De longe dizer que todos pensamos assim: é importante referir que alguma coisa se tem feito. E um exemplo disso é a própria Associação Nacional de Estudantes de Medicina (ANEM) que, reconhecidamente, se tem dedicado e trabalhado para o futuro dos estudantes de Medicina. Mas quantos de nós estamos a par do que tem sido feito? Muito bem, se calhar tu até tens lido os comunicados e as notícias! Mas e então? E agora?

Chegamos a um ponto em que não devemos dar-nos por satisfeitos por sair na capa do jornal e ser recebidos na Assembleia da República. É verdade que conseguimos mais vagas. As suficientes para este ano? E depois? E o que vai acontecer nos próximos anos?

Está na altura de mudarmos para dieta sólida. E com isso não quero de forma alguma dizer que é preciso pegar em batatas para lançar das escadas de S. Bento. Não, de modo algum. Contudo, se não nos mostrarmos coesos, unidos e mobilizados na defesa dos direitos dos estudantes de Medicina (que não, não é fado traçado!), as mais altas instituições agirão em função do que mais lhes convém, na altura que for mais apropriada. É assim que funciona a política. E, desagregados, não temos força alguma para defender o que achamos melhor.

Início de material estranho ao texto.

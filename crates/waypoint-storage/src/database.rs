//! SQLite database for workspaces

use std::path::Path;
use std::sync::Arc;

use rusqlite::{params, Connection, Transaction};
use waypoint_engine::{
    GraphSnapshot, LinkRow, LogSink, NodeRow, OrchestrationRow, ProjectRow, Workspace,
    WorkspaceRows,
};

use crate::error::Result;

const NODES_TABLE: &str = "
    CREATE TABLE IF NOT EXISTS nodes (
        id INTEGER NOT NULL,
        orchestration_id INTEGER NOT NULL,
        type TEXT NOT NULL,
        pos_x REAL NOT NULL,
        pos_y REAL NOT NULL,
        data TEXT,
        PRIMARY KEY (orchestration_id, id),
        FOREIGN KEY (orchestration_id) REFERENCES orchestrations(id) ON DELETE CASCADE
    );
";

const LINKS_TABLE: &str = "
    CREATE TABLE IF NOT EXISTS links (
        id INTEGER NOT NULL,
        orchestration_id INTEGER NOT NULL,
        start_attr INTEGER NOT NULL,
        end_attr INTEGER NOT NULL,
        PRIMARY KEY (orchestration_id, id),
        FOREIGN KEY (orchestration_id) REFERENCES orchestrations(id) ON DELETE CASCADE
    );
";

const SCHEMA: &str = "
    CREATE TABLE IF NOT EXISTS projects (
        id INTEGER PRIMARY KEY,
        name TEXT NOT NULL
    );

    CREATE TABLE IF NOT EXISTS orchestrations (
        id INTEGER PRIMARY KEY,
        project_id INTEGER NOT NULL,
        name TEXT NOT NULL,
        FOREIGN KEY (project_id) REFERENCES projects(id) ON DELETE CASCADE
    );
";

/// Workspace database backed by SQLite
pub struct Database {
    conn: Connection,
}

impl Database {
    /// Open or create the database, creating tables as needed
    pub fn open(path: &Path) -> Result<Self> {
        if let Some(parent) = path.parent() {
            if !parent.as_os_str().is_empty() {
                std::fs::create_dir_all(parent)?;
            }
        }

        let conn = Connection::open(path)?;
        Self::init(conn)
    }

    /// In-memory database, gone when dropped
    pub fn open_in_memory() -> Result<Self> {
        Self::init(Connection::open_in_memory()?)
    }

    fn init(conn: Connection) -> Result<Self> {
        conn.execute_batch("PRAGMA foreign_keys = ON;")?;
        conn.execute_batch(SCHEMA)?;

        let mut db = Self { conn };
        db.migrate_legacy_tables()?;
        db.conn.execute_batch(NODES_TABLE)?;
        db.conn.execute_batch(LINKS_TABLE)?;
        Ok(db)
    }

    /// Rebuild `nodes` and `links` tables keyed by `id` alone
    ///
    /// Older databases used a single-column key, which rejects the same node
    /// id in two orchestrations. Rows are copied into tables keyed by
    /// `(orchestration_id, id)` in one transaction; nodes without a payload
    /// column get `NULL` data.
    fn migrate_legacy_tables(&mut self) -> Result<()> {
        let nodes = table_columns(&self.conn, "nodes")?;
        let links = table_columns(&self.conn, "links")?;
        let nodes_legacy = is_legacy(&nodes);
        let links_legacy = is_legacy(&links);
        if !nodes_legacy && !links_legacy {
            return Ok(());
        }

        let tx = self.conn.transaction()?;
        if nodes_legacy {
            log::info!("Rebuilding nodes table with per-orchestration keys");
            let data = if nodes.iter().any(|(name, _)| name == "data") {
                "data"
            } else {
                "NULL"
            };
            tx.execute_batch("ALTER TABLE nodes RENAME TO nodes_legacy;")?;
            tx.execute_batch(NODES_TABLE)?;
            tx.execute(
                &format!(
                    "INSERT INTO nodes (id, orchestration_id, type, pos_x, pos_y, data)
                     SELECT id, orchestration_id, type, pos_x, pos_y, {}
                     FROM nodes_legacy
                     WHERE orchestration_id IN (SELECT id FROM orchestrations)",
                    data
                ),
                [],
            )?;
            tx.execute_batch("DROP TABLE nodes_legacy;")?;
        }
        if links_legacy {
            log::info!("Rebuilding links table with per-orchestration keys");
            tx.execute_batch("ALTER TABLE links RENAME TO links_legacy;")?;
            tx.execute_batch(LINKS_TABLE)?;
            tx.execute(
                "INSERT INTO links (id, orchestration_id, start_attr, end_attr)
                 SELECT id, orchestration_id, start_attr, end_attr
                 FROM links_legacy
                 WHERE orchestration_id IN (SELECT id FROM orchestrations)",
                [],
            )?;
            tx.execute_batch("DROP TABLE links_legacy;")?;
        }
        tx.commit()?;
        Ok(())
    }

    /// Replace everything stored with the workspace's current state
    ///
    /// Runs in one transaction: on any failure nothing on disk changes.
    pub fn save_workspace(&mut self, workspace: &mut Workspace) -> Result<()> {
        let rows = workspace.to_rows();
        self.save_rows(&rows)
    }

    /// Replace everything stored with the given rows, in one transaction
    pub fn save_rows(&mut self, rows: &WorkspaceRows) -> Result<()> {
        let tx = self.conn.transaction()?;
        write_rows(&tx, rows)?;
        tx.commit()?;

        log::info!(
            "Saved {} projects, {} orchestrations, {} nodes, {} links",
            rows.projects.len(),
            rows.orchestrations.len(),
            rows.graph.nodes.len(),
            rows.graph.links.len()
        );
        Ok(())
    }

    /// Read every stored row
    pub fn load_rows(&self) -> Result<WorkspaceRows> {
        let projects = {
            let mut stmt = self.conn.prepare("SELECT id, name FROM projects ORDER BY id")?;
            let rows = stmt.query_map([], |row| {
                Ok(ProjectRow {
                    id: row.get(0)?,
                    name: row.get(1)?,
                })
            })?;
            rows.collect::<std::result::Result<Vec<_>, _>>()?
        };

        let orchestrations = {
            let mut stmt = self.conn.prepare(
                "SELECT id, project_id, name FROM orchestrations ORDER BY project_id, id",
            )?;
            let rows = stmt.query_map([], |row| {
                Ok(OrchestrationRow {
                    id: row.get(0)?,
                    project_id: row.get(1)?,
                    name: row.get(2)?,
                })
            })?;
            rows.collect::<std::result::Result<Vec<_>, _>>()?
        };

        let nodes = {
            let mut stmt = self.conn.prepare(
                "SELECT id, orchestration_id, type, pos_x, pos_y, data
                 FROM nodes ORDER BY orchestration_id, id",
            )?;
            let rows = stmt.query_map([], |row| {
                Ok(NodeRow {
                    id: row.get(0)?,
                    orchestration_id: row.get(1)?,
                    node_type: row.get(2)?,
                    pos_x: row.get::<_, f64>(3)? as f32,
                    pos_y: row.get::<_, f64>(4)? as f32,
                    data: row.get(5)?,
                })
            })?;
            rows.collect::<std::result::Result<Vec<_>, _>>()?
        };

        let links = {
            let mut stmt = self.conn.prepare(
                "SELECT id, orchestration_id, start_attr, end_attr
                 FROM links ORDER BY orchestration_id, id",
            )?;
            let rows = stmt.query_map([], |row| {
                Ok(LinkRow {
                    id: row.get(0)?,
                    orchestration_id: row.get(1)?,
                    start_attr: row.get(2)?,
                    end_attr: row.get(3)?,
                })
            })?;
            rows.collect::<std::result::Result<Vec<_>, _>>()?
        };

        Ok(WorkspaceRows {
            projects,
            orchestrations,
            graph: GraphSnapshot { nodes, links },
        })
    }

    /// Load the stored workspace
    pub fn load_workspace(&self, log_sink: Arc<LogSink>) -> Result<Workspace> {
        let rows = self.load_rows()?;
        log::info!(
            "Loaded {} projects, {} orchestrations, {} nodes, {} links",
            rows.projects.len(),
            rows.orchestrations.len(),
            rows.graph.nodes.len(),
            rows.graph.links.len()
        );
        Ok(Workspace::from_rows(&rows, log_sink))
    }

    /// Load the stored workspace, or a fresh default one if loading fails or
    /// nothing is stored yet
    pub fn load_or_bootstrap(&self, log_sink: Arc<LogSink>) -> Workspace {
        match self.load_workspace(Arc::clone(&log_sink)) {
            Ok(workspace) if !workspace.is_empty() => workspace,
            Ok(_) => {
                log::info!("Database is empty, creating default project");
                Workspace::bootstrap(log_sink)
            }
            Err(e) => {
                log::error!("Failed to load workspace: {}", e);
                log_sink.append(format!("[ERROR] Failed to load workspace: {}", e));
                Workspace::bootstrap(log_sink)
            }
        }
    }
}

/// Column names and primary-key positions of a table; empty if it is missing
fn table_columns(conn: &Connection, table: &str) -> Result<Vec<(String, i64)>> {
    let mut stmt = conn.prepare(&format!("PRAGMA table_info({})", table))?;
    let columns = stmt
        .query_map([], |row| Ok((row.get::<_, String>(1)?, row.get::<_, i64>(5)?)))?
        .collect::<std::result::Result<Vec<_>, _>>()?;
    Ok(columns)
}

/// An existing table whose key does not include `orchestration_id`
fn is_legacy(columns: &[(String, i64)]) -> bool {
    !columns.is_empty()
        && !columns
            .iter()
            .any(|(name, pk)| name == "orchestration_id" && *pk > 0)
}

fn write_rows(tx: &Transaction<'_>, rows: &WorkspaceRows) -> Result<()> {
    // Children first so the foreign keys hold throughout
    for table in ["links", "nodes", "orchestrations", "projects"] {
        tx.execute(&format!("DELETE FROM {}", table), [])?;
    }

    for project in &rows.projects {
        tx.execute(
            "INSERT INTO projects (id, name) VALUES (?1, ?2)",
            params![project.id, project.name],
        )?;
    }

    for orchestration in &rows.orchestrations {
        tx.execute(
            "INSERT INTO orchestrations (id, project_id, name) VALUES (?1, ?2, ?3)",
            params![orchestration.id, orchestration.project_id, orchestration.name],
        )?;
    }

    for node in &rows.graph.nodes {
        tx.execute(
            "INSERT INTO nodes (id, orchestration_id, type, pos_x, pos_y, data)
             VALUES (?1, ?2, ?3, ?4, ?5, ?6)",
            params![
                node.id,
                node.orchestration_id,
                node.node_type,
                node.pos_x as f64,
                node.pos_y as f64,
                node.data,
            ],
        )?;
    }

    for link in &rows.graph.links {
        tx.execute(
            "INSERT INTO links (id, orchestration_id, start_attr, end_attr)
             VALUES (?1, ?2, ?3, ?4)",
            params![link.id, link.orchestration_id, link.start_attr, link.end_attr],
        )?;
    }

    Ok(())
}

Está na altura de mudarmos para dieta sólida.  Se não nos mostrarmos coesos, unidos e mobilizados na defesa dos direitos dos estudantes de Medicina, as mais altas instituições agirão em função do que mais lhes convém.

Mais do que nunca, na nossa geração enquanto estudantes, é necessário estarmos juntos e não deixarmos que façam de nós “estudantes paliativos”. Caso contrário, verás os teus colegas de ano a deixarem o país ou a fazerem 40 horas de urgência e a receber o salário mínimo. Ou então, também a ti essa situação pode chegar.

Muita coisa pode ser feita – uma delas é comparecer na próxima Reunião Geral dos Alunos, no dia 18 de dezembro, quinta-feira, às 18 horas e debater este assunto. Se não és da Faculdade de Ciências Médicas, procura que a tua Associação de Estudantes se envolva também.

É hora de pensares um pouco menos na nota do teu teste e preocupares-te com o futuro dos teus colegas e amigos. Este é o momento de mudarmos a dieta e qualquer um de nós é o suficiente para fazer a diferença!